Action item -
Starting at the first line of the entries below, output every line exactly, up to and including the line with "Sources live in".
[Opening Exercise data section]
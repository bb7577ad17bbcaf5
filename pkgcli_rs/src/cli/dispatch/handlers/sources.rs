//! `sources`: manage the configured package sources.
//!
//! Sources live in `packageSources` as `name = location`. Disabled sources
//! are flagged in `disabledPackageSources`; credentials are stored under
//! `packageSourceCredentials` as `<name>.username` and `<name>.password`.

use std::any::Any;
use std::str::FromStr;

use async_trait::async_trait;

use super::{expect_arguments, settings_error};
use crate::cli::command::{CommandBase, CommandContext, CommandDescriptor, CommandInstance};
use crate::cli::error::CommandError;
use crate::settings::{SettingsStore, sections};
use crate::types::SourceListFormat;

#[derive(Debug, Clone, Copy, PartialEq, Eq)]
enum SourcesAction {
    List,
    Add,
    Remove,
    Enable,
    Disable,
    Update,
}

impl FromStr for SourcesAction {
    type Err = CommandError;

    fn from_str(s: &str) -> Result<Self, Self::Err> {
        match s.to_ascii_lowercase().as_str() {
            "list" => Ok(SourcesAction::List),
            "add" => Ok(SourcesAction::Add),
            "remove" => Ok(SourcesAction::Remove),
            "enable" => Ok(SourcesAction::Enable),
            "disable" => Ok(SourcesAction::Disable),
            "update" => Ok(SourcesAction::Update),
            _ => Err(CommandError::Usage(format!(
                "Unknown action '{}'. Use list, add, remove, enable, disable or update.",
                s
            ))),
        }
    }
}

#[derive(Debug, Default)]
pub struct SourcesCommand {
    base: CommandBase,
    name: Option<String>,
    source: Option<String>,
    username: Option<String>,
    password: Option<String>,
    store_password_in_clear_text: bool,
    format: Option<String>,
}

pub fn descriptor() -> CommandDescriptor {
    CommandDescriptor::builder::<SourcesCommand>("sources")
        .summary("Manages the list of package sources.")
        .usage("<list | add | remove | enable | disable | update> -Name <name> -Source <source>")
        .description(
            "Lists, adds, removes, enables, disables or updates package sources in the \
             settings file. Without an action the sources are listed.",
        )
        .example("pkgcli sources add -Name local -Source /srv/feed")
        .example("pkgcli sources list -Format Short")
        .options(|o| {
            o.value("Name", "Name of the source.", |c| &mut c.name)
                .value("Source", "Path or URL of the source.", |c| &mut c.source)
                .value(
                    "Username",
                    "User name for an authenticated source.",
                    |c| &mut c.username,
                )
                .value(
                    "Password",
                    "Password for an authenticated source.",
                    |c| &mut c.password,
                )
                .flag(
                    "StorePasswordInClearText",
                    "Store the password unencrypted in the settings file.",
                    |c| &mut c.store_password_in_clear_text,
                )
                .value(
                    "Format",
                    "Output format of list: Detailed (default) or Short.",
                    |c| &mut c.format,
                )
        })
        .build()
}

fn is_disabled(settings: &dyn SettingsStore, name: &str) -> bool {
    settings
        .get(sections::DISABLED_PACKAGE_SOURCES, name)
        .is_some_and(|value| value.eq_ignore_ascii_case("true"))
}

/// Stored source name matching `name` case-insensitively.
fn find_source(settings: &dyn SettingsStore, name: &str) -> Option<(String, String)> {
    settings
        .entries(sections::PACKAGE_SOURCES)
        .into_iter()
        .find(|(existing, _)| existing.eq_ignore_ascii_case(name))
}

impl SourcesCommand {
    fn required_name(&self) -> Result<&str, CommandError> {
        self.name
            .as_deref()
            .filter(|name| !name.trim().is_empty())
            .ok_or_else(|| CommandError::Usage("The -Name option is required.".into()))
    }

    fn existing(&self, settings: &dyn SettingsStore) -> Result<(String, String), CommandError> {
        let name = self.required_name()?;
        find_source(settings, name).ok_or_else(|| {
            CommandError::Failed(format!(
                "Unable to find any package source(s) matching name: {}.",
                name
            ))
        })
    }

    fn save_credentials(&self, settings: &dyn SettingsStore, name: &str) -> Result<(), CommandError> {
        if self.username.is_none() && self.password.is_none() {
            return Ok(());
        }
        if self.password.is_some() && !self.store_password_in_clear_text {
            return Err(CommandError::Failed(
                "Password encryption is not supported. Pass -StorePasswordInClearText to store the password as plain text."
                    .into(),
            ));
        }
        if let Some(username) = self.username.as_deref() {
            settings
                .set(
                    sections::PACKAGE_SOURCE_CREDENTIALS,
                    &format!("{}.username", name),
                    username,
                )
                .map_err(settings_error)?;
        }
        if let Some(password) = self.password.as_deref() {
            settings
                .set(
                    sections::PACKAGE_SOURCE_CREDENTIALS,
                    &format!("{}.password", name),
                    password,
                )
                .map_err(settings_error)?;
        }
        Ok(())
    }

    fn list(&self, ctx: &CommandContext<'_>, settings: &dyn SettingsStore) -> Result<(), CommandError> {
        let format = match self.format.as_deref() {
            Some(raw) => raw
                .parse::<SourceListFormat>()
                .map_err(CommandError::Usage)?,
            None => SourceListFormat::default(),
        };
        let sources = settings.entries(sections::PACKAGE_SOURCES);
        if sources.is_empty() {
            ctx.console.info("No sources found.");
            return Ok(());
        }

        match format {
            SourceListFormat::Short => {
                for (name, location) in &sources {
                    let flag = if is_disabled(settings, name) { 'D' } else { 'E' };
                    ctx.console.output(&format!("{} {}", flag, location));
                }
            }
            SourceListFormat::Detailed => {
                ctx.console.output("Registered Sources:");
                ctx.console.output("");
                for (index, (name, location)) in sources.iter().enumerate() {
                    let state = if is_disabled(settings, name) {
                        "Disabled"
                    } else {
                        "Enabled"
                    };
                    ctx.console
                        .output(&format!("  {}.  {} [{}]", index + 1, name, state));
                    ctx.console.output(&format!("      {}", location));
                }
            }
        }
        Ok(())
    }

    fn add(&self, ctx: &CommandContext<'_>, settings: &dyn SettingsStore) -> Result<(), CommandError> {
        let name = self.required_name()?;
        let location = self
            .source
            .as_deref()
            .filter(|source| !source.trim().is_empty())
            .ok_or_else(|| CommandError::Usage("The -Source option is required.".into()))?;

        let sources = settings.entries(sections::PACKAGE_SOURCES);
        if sources.iter().any(|(existing, _)| existing.eq_ignore_ascii_case(name)) {
            return Err(CommandError::Failed(
                "The name specified has already been added to the list of available package sources. Provide a unique name."
                    .into(),
            ));
        }
        if sources.iter().any(|(_, existing)| existing.eq_ignore_ascii_case(location)) {
            return Err(CommandError::Failed(
                "The source specified has already been added to the list of available package sources. Provide a unique source."
                    .into(),
            ));
        }

        self.save_credentials(settings, name)?;
        settings
            .set(sections::PACKAGE_SOURCES, name, location)
            .map_err(settings_error)?;
        ctx.console.info(&format!(
            "Package source with Name: {} added successfully.",
            name
        ));
        Ok(())
    }

    fn remove(&self, ctx: &CommandContext<'_>, settings: &dyn SettingsStore) -> Result<(), CommandError> {
        let (name, _) = self.existing(settings)?;
        settings
            .remove(sections::PACKAGE_SOURCES, &name)
            .map_err(settings_error)?;
        settings
            .remove(sections::DISABLED_PACKAGE_SOURCES, &name)
            .map_err(settings_error)?;
        for suffix in ["username", "password"] {
            settings
                .remove(
                    sections::PACKAGE_SOURCE_CREDENTIALS,
                    &format!("{}.{}", name, suffix),
                )
                .map_err(settings_error)?;
        }
        ctx.console.info(&format!(
            "Package source with Name: {} removed successfully.",
            name
        ));
        Ok(())
    }

    fn toggle(
        &self,
        ctx: &CommandContext<'_>,
        settings: &dyn SettingsStore,
        enable: bool,
    ) -> Result<(), CommandError> {
        let (name, _) = self.existing(settings)?;
        if enable {
            settings
                .remove(sections::DISABLED_PACKAGE_SOURCES, &name)
                .map_err(settings_error)?;
        } else {
            settings
                .set(sections::DISABLED_PACKAGE_SOURCES, &name, "true")
                .map_err(settings_error)?;
        }
        ctx.console.info(&format!(
            "Package source with Name: {} {} successfully.",
            name,
            if enable { "enabled" } else { "disabled" }
        ));
        Ok(())
    }

    fn update(&self, ctx: &CommandContext<'_>, settings: &dyn SettingsStore) -> Result<(), CommandError> {
        let (name, _) = self.existing(settings)?;
        if let Some(location) = self.source.as_deref().filter(|s| !s.trim().is_empty()) {
            let taken = settings
                .entries(sections::PACKAGE_SOURCES)
                .into_iter()
                .any(|(other, existing)| {
                    !other.eq_ignore_ascii_case(&name) && existing.eq_ignore_ascii_case(location)
                });
            if taken {
                return Err(CommandError::Failed(
                    "The source specified has already been added to the list of available package sources. Provide a unique source."
                        .into(),
                ));
            }
            settings
                .set(sections::PACKAGE_SOURCES, &name, location)
                .map_err(settings_error)?;
        }
        self.save_credentials(settings, &name)?;
        ctx.console.info(&format!(
            "Package source \"{}\" was successfully updated.",
            name
        ));
        Ok(())
    }
}

#[async_trait]
impl CommandInstance for SourcesCommand {
    fn base(&self) -> &CommandBase {
        &self.base
    }

    fn base_mut(&mut self) -> &mut CommandBase {
        &mut self.base
    }

    fn as_any_mut(&mut self) -> &mut dyn Any {
        self
    }

    async fn execute(&mut self, ctx: &CommandContext<'_>) -> anyhow::Result<i32> {
        expect_arguments(
            &self.base.arguments,
            0..=1,
            "sources takes at most one action.",
        )?;
        let action = match self.base.argument(0) {
            Some(raw) => raw.parse()?,
            None => SourcesAction::List,
        };
        let settings = ctx.settings()?;
        let settings = settings.as_ref();

        match action {
            SourcesAction::List => self.list(ctx, settings)?,
            SourcesAction::Add => self.add(ctx, settings)?,
            SourcesAction::Remove => self.remove(ctx, settings)?,
            SourcesAction::Enable => self.toggle(ctx, settings, true)?,
            SourcesAction::Disable => self.toggle(ctx, settings, false)?,
            SourcesAction::Update => self.update(ctx, settings)?,
        }
        Ok(0)
    }
}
[Closing Exercise data section]
Response area -
repository bb7577ad17bbcaf5
filename pkgcli_rs/src/cli/dispatch/handlers/sources.rs
//! `sources`: manage the configured package sources.
//!
//! Sources live in `packageSources` as `name = location`. Disabled sources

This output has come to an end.